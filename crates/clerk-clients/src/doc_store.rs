//! Artifact download and upload.

use crate::error::{ClientError, status_is_retryable};
use async_trait::async_trait;
use base64::Engine as _;
use base64::engine::general_purpose::STANDARD as BASE64;
use clerk_core::constants::{HTTP_TIMEOUT_SECS, MAX_UPLOAD_BYTES};
use clerk_core::ids::ArtifactId;
use serde_json::{Value, json};
use std::time::Duration;
use tracing::instrument;

/// Byte-level access to uploaded documents.
#[async_trait]
pub trait DocumentStore: Send + Sync {
    /// Fetch the raw bytes of an artifact.
    async fn download(&self, artifact: &ArtifactId) -> Result<Vec<u8>, ClientError>;

    /// Store bytes, returning the new artifact reference. Rejects payloads
    /// over the size limit before touching the network.
    async fn upload(&self, name: &str, bytes: &[u8]) -> Result<ArtifactId, ClientError>;
}

/// Production store backed by an HTTP artifact service.
pub struct HttpDocumentStore {
    client: reqwest::Client,
    base_url: String,
    max_upload_bytes: usize,
    timeout: Duration,
}

impl HttpDocumentStore {
    /// Create a store against `base_url` (no trailing slash).
    #[must_use]
    pub fn new(base_url: impl Into<String>) -> Self {
        Self {
            client: reqwest::Client::new(),
            base_url: base_url.into(),
            max_upload_bytes: MAX_UPLOAD_BYTES,
            timeout: Duration::from_secs(HTTP_TIMEOUT_SECS),
        }
    }

    /// Override the upload size limit.
    #[must_use]
    pub fn with_upload_limit(mut self, limit: usize) -> Self {
        self.max_upload_bytes = limit;
        self
    }
}

#[async_trait]
impl DocumentStore for HttpDocumentStore {
    #[instrument(skip(self), fields(artifact = %artifact))]
    async fn download(&self, artifact: &ArtifactId) -> Result<Vec<u8>, ClientError> {
        let resp = self
            .client
            .get(format!("{}/artifacts/{}", self.base_url, artifact))
            .timeout(self.timeout)
            .send()
            .await?;

        let status = resp.status().as_u16();
        if !resp.status().is_success() {
            return Err(ClientError::Api {
                status,
                code: None,
                message: format!("download failed for {artifact}"),
                retryable: status_is_retryable(status),
            });
        }
        Ok(resp.bytes().await?.to_vec())
    }

    #[instrument(skip(self, bytes), fields(name, size = bytes.len()))]
    async fn upload(&self, name: &str, bytes: &[u8]) -> Result<ArtifactId, ClientError> {
        if bytes.len() > self.max_upload_bytes {
            return Err(ClientError::Oversize {
                size: bytes.len(),
                limit: self.max_upload_bytes,
            });
        }

        let body = json!({
            "name": name,
            "content_b64": BASE64.encode(bytes),
        });
        let resp = self
            .client
            .post(format!("{}/artifacts", self.base_url))
            .timeout(self.timeout)
            .json(&body)
            .send()
            .await?;

        let status = resp.status().as_u16();
        if !resp.status().is_success() {
            return Err(ClientError::Api {
                status,
                code: None,
                message: format!("upload failed for {name}"),
                retryable: status_is_retryable(status),
            });
        }

        let body: Value = resp.json().await?;
        let id = body["artifact_id"].as_str().unwrap_or_default();
        if id.is_empty() {
            return Err(ClientError::Api {
                status,
                code: None,
                message: "upload response missing artifact_id".into(),
                retryable: false,
            });
        }
        Ok(ArtifactId::new(id))
    }
}
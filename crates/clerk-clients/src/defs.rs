//! Cached form definitions.
//!
//! Definitions change rarely but ticket creation fails hard when the cached
//! field layout is stale. The cache is therefore invalidated on any creation
//! failure so the next attempt re-fetches. Free-process flags stick: once the
//! backend says a definition has no approval chain, the gate routes that
//! kind to the portal without asking again.

use crate::error::ClientError;
use crate::ticket::{FormDefinition, TicketBackend};
use parking_lot::Mutex;
use std::collections::{HashMap, HashSet};
use tracing::debug;

#[derive(Default)]
struct CacheInner {
    defs: HashMap<String, FormDefinition>,
    free: HashSet<String>,
}

/// Process-wide form-definition cache.
#[derive(Default)]
pub struct DefinitionCache {
    inner: Mutex<CacheInner>,
}

impl DefinitionCache {
    /// Empty cache.
    #[must_use]
    pub fn new() -> Self {
        Self::default()
    }

    /// Cached definition for `code`, or fetch and cache it. The fetch runs
    /// outside the lock.
    pub async fn get_or_fetch(
        &self,
        backend: &dyn TicketBackend,
        code: &str,
    ) -> Result<FormDefinition, ClientError> {
        if let Some(def) = self.inner.lock().defs.get(code) {
            return Ok(def.clone());
        }

        let def = backend.fetch_definition(code).await?;
        debug!(code, fields = def.fields.len(), "cached form definition");
        let mut inner = self.inner.lock();
        if def.is_free_process() {
            let _ = inner.free.insert(code.to_string());
        }
        let _ = inner.defs.insert(code.to_string(), def.clone());
        Ok(def)
    }

    /// Drop the cached definition for `code`. Called after a creation
    /// failure so the next attempt sees the current layout.
    pub fn invalidate(&self, code: &str) {
        let _ = self.inner.lock().defs.remove(code);
    }

    /// Record that `code` is a free process.
    pub fn mark_free(&self, code: &str) {
        let _ = self.inner.lock().free.insert(code.to_string());
    }

    /// Whether `code` is known to be a free process.
    #[must_use]
    pub fn is_free(&self, code: &str) -> bool {
        self.inner.lock().free.contains(code)
    }
}
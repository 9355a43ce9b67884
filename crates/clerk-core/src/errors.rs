//! Error taxonomy for the orchestrator.
//!
//! The split matters operationally:
//!
//! - [`ClerkError::TransientNetwork`] is retried with backoff and only
//!   surfaces as [`ClerkError::ExternalService`] after retries are exhausted.
//! - [`ClerkError::Validation`] is never shown as an error — callers convert
//!   it into a targeted follow-up prompt naming the missing fields.
//! - [`ClerkError::Conflict`] (duplicate event, stale timer) is silently
//!   absorbed with no user-visible effect.
//! - [`ClerkError::Configuration`] is fatal at startup.

use thiserror::Error;

/// Top-level error type shared across clerk crates.
#[derive(Debug, Error)]
pub enum ClerkError {
    /// Timeout or connection failure talking to a collaborator. Retryable.
    #[error("transient network failure: {0}")]
    TransientNetwork(String),

    /// A collaborator failed after retries were exhausted (or the failure
    /// was non-retryable to begin with). Not retried further.
    #[error("{service} unavailable: {message}")]
    ExternalService {
        /// Short collaborator name for logs ("ai", "docs", "tickets").
        service: &'static str,
        /// Upstream failure detail.
        message: String,
    },

    /// Required fields are missing or invalid. Converted into a follow-up
    /// prompt, never surfaced raw.
    #[error("missing required fields: {}", missing.join(", "))]
    Validation {
        /// Canonical ids of the missing fields.
        missing: Vec<String>,
    },

    /// Session or confirmation no longer exists (TTL expiry or already
    /// consumed). Surfaced as "please restart".
    #[error("session expired or already used")]
    Expired,

    /// Duplicate event or stale timer. Absorbed silently.
    #[error("duplicate or superseded event")]
    Conflict,

    /// Missing or invalid startup configuration. Fatal.
    #[error("configuration error: {0}")]
    Configuration(String),

    /// Upload exceeds the size limit; rejected before any network call.
    #[error("file too large: {size} bytes (limit {limit})")]
    Oversize {
        /// Offending payload size.
        size: usize,
        /// Configured limit.
        limit: usize,
    },
}

impl ClerkError {
    /// Whether a retry with backoff is worthwhile.
    #[must_use]
    pub fn is_retryable(&self) -> bool {
        matches!(self, Self::TransientNetwork(_))
    }
}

EXERCISE AIM
Lines in the entries above that hold "limit" should be counted; give only that count.

EXPECTED ANSWER
9